Start of DATASET EXCERPTS

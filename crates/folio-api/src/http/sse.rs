//! Event stream for open admin pages.
//!
//! Every bus event is forwarded; when the guarded session ends or lapses the
//! stream emits a final `redirect` event carrying the login route and closes.

use std::convert::Infallible;
use std::sync::Arc;
use std::time::Duration;

use async_stream::stream;
use axum::{
    Extension,
    extract::State,
    http::HeaderMap,
    response::sse::{self, Sse},
};
use chrono::Utc;
use folio_core::session::{GuardState, LOGIN_ROUTE, Session, SessionGuard};
use folio_events::{EventEnvelope, EventId, EventStream};
use tracing::{debug, error};

use crate::http::constants::{HEADER_LAST_EVENT_ID, REDIRECT_EVENT, SSE_KEEP_ALIVE_SECS};
use crate::state::ApiState;

pub(crate) async fn stream_events(
    State(state): State<Arc<ApiState>>,
    Extension(session): Extension<Session>,
    headers: HeaderMap,
) -> Sse<impl futures_core::Stream<Item = Result<sse::Event, Infallible>> + Send> {
    let last_id = headers
        .get(HEADER_LAST_EVENT_ID)
        .and_then(|value| value.to_str().ok())
        .and_then(|value| value.trim().parse::<EventId>().ok());

    let events = match last_id {
        Some(_) => state.events.subscribe(last_id),
        None => state.sessions.provider().subscribe(),
    };
    let mut guard = state.sessions.guard();
    guard.check(Some(&session.token)).await;

    Sse::new(session_event_stream(guard, events)).keep_alive(
        sse::KeepAlive::new()
            .interval(Duration::from_secs(SSE_KEEP_ALIVE_SECS))
            .text("keep-alive"),
    )
}

fn envelope_event(envelope: &EventEnvelope) -> Option<sse::Event> {
    match serde_json::to_string(envelope) {
        Ok(payload) => Some(
            sse::Event::default()
                .id(envelope.id.to_string())
                .event(envelope.event.kind())
                .data(payload),
        ),
        Err(err) => {
            error!(error = %err, "failed to serialise SSE event payload");
            None
        }
    }
}

enum Step {
    Event(EventEnvelope),
    Lapsed,
    Closed,
}

fn time_left(session: &Session) -> Duration {
    (session.expires_at - Utc::now())
        .to_std()
        .unwrap_or(Duration::ZERO)
}

pub(crate) fn session_event_stream(
    mut guard: SessionGuard,
    mut events: EventStream,
) -> impl futures_core::Stream<Item = Result<sse::Event, Infallible>> + Send {
    stream! {
        let Some(left) = guard.session().map(time_left) else {
            yield Ok(redirect_event(LOGIN_ROUTE));
            return;
        };
        let mut lapse = Box::pin(tokio::time::sleep(left));
        loop {
            let step = tokio::select! {
                biased;
                () = &mut lapse => Step::Lapsed,
                next = events.next() => next.map_or(Step::Closed, Step::Event),
            };
            match step {
                Step::Event(envelope) => {
                    if let Some(event) = envelope_event(&envelope) {
                        yield Ok(event);
                    }
                    if let GuardState::Redirecting { to } = guard.observe(&envelope.event).clone() {
                        debug!(to, "guarded session ended; redirecting stream");
                        yield Ok(redirect_event(to));
                        break;
                    }
                }
                Step::Lapsed => {
                    if let GuardState::Redirecting { to } = guard.recheck().await.clone() {
                        debug!(to, "guarded session expired; redirecting stream");
                        yield Ok(redirect_event(to));
                        break;
                    }
                    let left = guard
                        .session()
                        .map_or(Duration::ZERO, time_left)
                        .max(Duration::from_millis(10));
                    lapse
                        .as_mut()
                        .reset(tokio::time::Instant::now() + left);
                }
                Step::Closed => break,
            }
        }
    }
}

fn redirect_event(to: &'static str) -> sse::Event {
    sse::Event::default().event(REDIRECT_EVENT).data(to)
}

#[cfg(test)]
mod tests {
    use super::*;
    use crate::testing::Fixture;
    use axum::response::IntoResponse;
    use folio_events::{ContentAction, Event};

    #[tokio::test]
    async fn lapsed_session_is_redirected_without_further_events() -> anyhow::Result<()> {
        let fixture = Fixture::with_session_ttl(Duration::from_millis(50));
        let session = fixture.sign_in().await;
        let mut guard = fixture.state.sessions.guard();
        guard.check(Some(&session.token)).await;
        let stream = session_event_stream(guard, fixture.events.subscribe(None));

        tokio::time::sleep(Duration::from_millis(200)).await;
        fixture.events.publish(Event::ContentChanged {
            table: "goals".into(),
            id: None,
            action: ContentAction::Updated,
        });

        let body = tokio::time::timeout(
            Duration::from_secs(5),
            axum::body::to_bytes(Sse::new(stream).into_response().into_body(), usize::MAX),
        )
        .await??;
        let text = String::from_utf8(body.to_vec())?;
        assert!(text.contains("event: redirect\ndata: /admin/login"), "{text}");
        assert!(!text.contains("\"table\":\"goals\""), "{text}");
        assert_eq!(fixture.metrics.snapshot().active_sessions, 0);
        Ok(())
    }

    #[tokio::test]
    async fn unauthenticated_guard_redirects_immediately() -> anyhow::Result<()> {
        let fixture = Fixture::demo();
        let stream = session_event_stream(
            fixture.state.sessions.guard(),
            fixture.events.subscribe(None),
        );
        let body = tokio::time::timeout(
            Duration::from_secs(5),
            axum::body::to_bytes(Sse::new(stream).into_response().into_body(), usize::MAX),
        )
        .await??;
        let text = String::from_utf8(body.to_vec())?;
        assert!(text.contains("event: redirect\ndata: /admin/login"), "{text}");
        Ok(())
    }
}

End of DATASET EXCERPTS

From top to bottom, repeat the material above word for word.

filename crates/folio-api/src/http/sse.rs
//! Event stream for open admin pages.
//!
//! Every bus event is forwarded; when the guarded session ends or lapses the
//! stream emits a final `redirect` event carrying the login route and closes.

use std::convert::Infallible;
use std::sync::Arc;
use std::time::Duration;

use async_stream::stream;
use axum::{
    Extension,
    extract::State,
    http::HeaderMap,
    response::sse::{self, Sse},
};
use chrono::Utc;
use folio_core::session::{GuardState, LOGIN_ROUTE, Session, SessionGuard};
use folio_events::{EventEnvelope, EventId, EventStream};
use tracing::{debug, error};

use crate::http::constants::{HEADER_LAST_EVENT_ID, REDIRECT_EVENT, SSE_KEEP_ALIVE_SECS};
use crate::state::ApiState;

pub(crate) async fn stream_events(
    State(state): State<Arc<ApiState>>,
    Extension(session): Extension<Session>,
    headers: HeaderMap,
) -> Sse<impl futures_core::Stream<Item = Result<sse::Event, Infallible>> + Send> {
    let last_id = headers
        .get(HEADER_LAST_EVENT_ID)
        .and_then(|value| value.to_str().ok())
        .and_then(|value| value.trim().parse::<EventId>().ok());

    let events = match last_id {
        Some(_) => state.events.subscribe(last_id),
        None => state.sessions.provider().subscribe(),
    };
    let mut guard = state.sessions.guard();
    guard.check(Some(&session.token)).await;

    Sse::new(session_event_stream(guard, events)).keep_alive(
        sse::KeepAlive::new()
            .interval(Duration::from_secs(SSE_KEEP_ALIVE_SECS))
            .text("keep-alive"),
    )
}

fn envelope_event(envelope: &EventEnvelope) -> Option<sse::Event> {
    match serde_json::to_string(envelope) {
        Ok(payload) => Some(
            sse::Event::default()
                .id(envelope.id.to_string())
                .event(envelope.event.kind())
                .data(payload),
        ),
        Err(err) => {
            error!(error = %err, "failed to serialise SSE event payload");
            None
        }
    }
}

enum Step {
    Event(EventEnvelope),
    Lapsed,
    Closed,
}

fn time_left(session: &Session) -> Duration {
    (session.expires_at - Utc::now())
        .to_std()
        .unwrap_or(Duration::ZERO)
}

pub(crate) fn session_event_stream(
    mut guard: SessionGuard,
    mut events: EventStream,
) -> impl futures_core::Stream<Item = Result<sse::Event, Infallible>> + Send {
    stream! {
        let Some(left) = guard.session().map(time_left) else {
            yield Ok(redirect_event(LOGIN_ROUTE));
            return;
        };
        let mut lapse = Box::pin(tokio::time::sleep(left));
        loop {
            let step = tokio::select! {
                biased;
                () = &mut lapse => Step::Lapsed,
                next = events.next() => next.map_or(Step::Closed, Step::Event),
            };
            match step {
                Step::Event(envelope) => {
                    if let Some(event) = envelope_event(&envelope) {
                        yield Ok(event);
                    }
                    if let GuardState::Redirecting { to } = guard.observe(&envelope.event).clone() {
                        debug!(to, "guarded session ended; redirecting stream");
                        yield Ok(redirect_event(to));
                        break;
                    }
                }
                Step::Lapsed => {
                    if let GuardState::Redirecting { to } = guard.recheck().await.clone() {
                        debug!(to, "guarded session expired; redirecting stream");
                        yield Ok(redirect_event(to));
                        break;
                    }
                    let left = guard
                        .session()
                        .map_or(Duration::ZERO, time_left)
                        .max(Duration::from_millis(10));
                    lapse
                        .as_mut()
                        .reset(tokio::time::Instant::now() + left);
                }
                Step::Closed => break,
            }
        }
    }
}

fn redirect_event(to: &'static str) -> sse::Event {
    sse::Event::default().event(REDIRECT_EVENT).data(to)
}

#[cfg(test)]
mod tests {
    use super::*;
    use crate::testing::Fixture;
    use axum::response::IntoResponse;
    use folio_events::{ContentAction, Event};

    #[tokio::test]
    async fn lapsed_session_is_redirected_without_further_events() -> anyhow::Result<()> {
        let fixture = Fixture::with_session_ttl(Duration::from_millis(50));
        let session = fixture.sign_in().await;
        let mut guard = fixture.state.sessions.guard();
        guard.check(Some(&session.token)).await;
        let stream = session_event_stream(guard, fixture.events.subscribe(None));

        tokio::time::sleep(Duration::from_millis(200)).await;
        fixture.events.publish(Event::ContentChanged {
            table: "goals".into(),
            id: None,
            action: ContentAction::Updated,
        });

        let body = tokio::time::timeout(
            Duration::from_secs(5),
            axum::body::to_bytes(Sse::new(stream).into_response().into_body(), usize::MAX),
        )
        .await??;
        let text = String::from_utf8(body.to_vec())?;
        assert!(text.contains("event: redirect\ndata: /admin/login"), "{text}");
        assert!(!text.contains("\"table\":\"goals\""), "{text}");
        assert_eq!(fixture.metrics.snapshot().active_sessions, 0);
        Ok(())
    }

    #[tokio::test]
    async fn unauthenticated_guard_redirects_immediately() -> anyhow::Result<()> {
        let fixture = Fixture::demo();
        let stream = session_event_stream(
            fixture.state.sessions.guard(),
            fixture.events.subscribe(None),
        );
        let body = tokio::time::timeout(
            Duration::from_secs(5),
            axum::body::to_bytes(Sse::new(stream).into_response().into_body(), usize::MAX),
        )
        .await??;
        let text = String::from_utf8(body.to_vec())?;
        assert!(text.contains("event: redirect\ndata: /admin/login"), "{text}");
        Ok(())
    }
}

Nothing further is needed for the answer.